Es ist das erste Mal, dass wir Mauritius aus dieser Perspektive sehen. Eine Perspektive, die es uns zum ersten Mal ermöglicht, einen Blick hinter die Mauern zu werfen, die fast jedes Haus auf Mauritius vor allzu neugierigen Blicken schützen. Wir entdecken kleine Ziegen und Küken, Pagoden und Frauen, die auf Bambusstühlen Platz genommen haben. In den Händen eine Zigarette, in den Haaren bunte Lockenwickler. Selten erscheint uns Mauritius so authentisch wie auf dieser Reise mit dem Bus. Dann sind wir in Centre Flacq angekommen. Der Bus hält an, der Motor geht aus. Pause. Der nächste Bus nach Palmar, unserer Endstation, fährt erst in einer halben Stunde.
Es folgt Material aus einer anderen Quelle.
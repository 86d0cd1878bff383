//! [`RemoteJobSource`] backed by the Jenkins JSON API.

use crate::executor::JenkinsExecutor;
use crate::parser;
use async_trait::async_trait;
use color_eyre::eyre::{eyre, Result};
use jkw_core::traits::RemoteJobSource;
use jkw_core::{Build, Job, Scope};
use std::collections::VecDeque;
use std::sync::Arc;

const JOB_TREE: &str = "jobs[_class,name,fullName,url,buildable,description]";
const BUILD_FIELDS: &str = "number,timestamp,building,result,description,url";
const BRANCH_PARAMETER: &str = "BRANCH";

pub struct JenkinsSource {
    base_url: String,
    executor: Arc<dyn JenkinsExecutor>,
}

impl JenkinsSource {
    pub fn new(base_url: &str, executor: Arc<dyn JenkinsExecutor>) -> Self {
        Self {
            base_url: with_trailing_slash(base_url),
            executor,
        }
    }

    async fn list_children(&self, parent: Option<&Job>) -> Result<Vec<Job>> {
        let base = parent.map_or(self.base_url.clone(), |job| with_trailing_slash(&job.url));
        let json = self
            .executor
            .get(&format!("{base}api/json?tree={JOB_TREE}"))
            .await?;
        parser::parse_jobs(&json, parent)
    }
}

#[async_trait]
impl RemoteJobSource for JenkinsSource {
    /// With a parent, its direct children. Without one, every job on the
    /// server: folders, organizations and multibranch projects are walked
    /// breadth-first, and each container is listed before its contents.
    async fn get_jobs(&self, parent: Option<&Job>, scope: &Scope) -> Result<Vec<Job>> {
        if parent.is_some() {
            return self.list_children(parent).await;
        }

        let mut all = Vec::new();
        let mut pending: VecDeque<Option<Job>> = VecDeque::from([None]);
        while let Some(container) = pending.pop_front() {
            if scope.is_cancelled() {
                return Err(eyre!("job listing cancelled"));
            }
            for job in self.list_children(container.as_ref()).await? {
                if job.job_type.has_children() {
                    pending.push_back(Some(job.clone()));
                }
                all.push(job);
            }
        }
        tracing::debug!(count = all.len(), "jenkins jobs listed");
        Ok(all)
    }

    async fn get_builds(&self, job: &Job, limit: usize, _scope: &Scope) -> Result<Vec<Build>> {
        let url = format!(
            "{}api/json?tree=builds[{BUILD_FIELDS}]{{0,{limit}}}",
            with_trailing_slash(&job.url)
        );
        let json = self.executor.get(&url).await?;
        parser::parse_builds(&json)
    }

    fn open_browser_at(&self, url: &str) -> Result<()> {
        self.executor.open_in_browser(url)
    }

    async fn trigger_build(&self, job: &Job, branch: Option<&str>) -> Result<()> {
        let url = build_trigger_url(job, branch);
        self.executor.post(&url).await?;
        tracing::info!(job = %job.full_name, ?branch, "jenkins build queued");
        Ok(())
    }
}

fn with_trailing_slash(url: &str) -> String {
    if url.ends_with('/') {
        url.to_string()
    } else {
        format!("{url}/")
    }
}

pub fn build_trigger_url(job: &Job, branch: Option<&str>) -> String {
    let base = with_trailing_slash(&job.url);
    match branch {
        Some(branch) => format!(
            "{base}buildWithParameters?{BRANCH_PARAMETER}={}",
            encode_query_value(branch)
        ),
        None => format!("{base}build"),
    }
}

/// Percent-encodes everything outside RFC 3986's unreserved set.
fn encode_query_value(value: &str) -> String {
    let mut out = String::with_capacity(value.len());
    for byte in value.bytes() {
        if byte.is_ascii_alphanumeric() || matches!(byte, b'-' | b'_' | b'.' | b'~') {
            out.push(char::from(byte));
        } else {
            out.push_str(&format!("%{byte:02X}"));
        }
    }
    out
}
Dann steigen wir in den dritten Bus, der uns zu unserem kleinen Hotel nach Palmar bringen soll. Eine indische Hochzeitsgesellschaft steigt zu den Fahrgästen hinzu. Junge Frauen in bunt schimmernden Saris, Männer in blütenweißen leuchtenden Hemden. Als wir sie auf Französisch ansprechen, verstehen sie nichts. Sie reden noch nicht einmal Kreolisch. Eine Fahrt ins Innerste der Insel, dem Indien näher zu sein scheint als der europäische Kontinent.
Am Strand von Palmar hält der Bus wieder an. Der Motor geht aus, die Tür geht auf, alle gehen raus. Wollte der Busfahrer uns nicht Bescheid geben, wann wir aussteigen müssen? Per Anhalter stehen wir nun am Straßenrand, irgendwo im stets windigen Osten und halten Ausschau nach einem Taxi. Es ist später Nachmittag, allmählich sollte man nun seine Herberge erreichen, wenn man nicht von der plötzlich einfallenden Nacht überrascht werden will. Endlich hält ein Taxifahrer an. Als Tourist auf Mauritius den Bus zu nehmen, sei wirklich eine verrückte Idee, sagt er. Ohne Taxis sei man hier verloren.
Als wir endlich unser Guest House erreicht haben, fragt ein Angestellter des Hauses nach unserem Gepäck. Koffer? Sagt unser Taxifahrer, haben diese Herrschaften nicht. Sie sind aus purer Abenteuerlust hier. Für unseren Rückweg in unser Urlaubsquartier bietet er uns eine Fahrt in seinem Taxi zum Sondertarif an. Wir zögern nur kurz – und nehmen den Bus.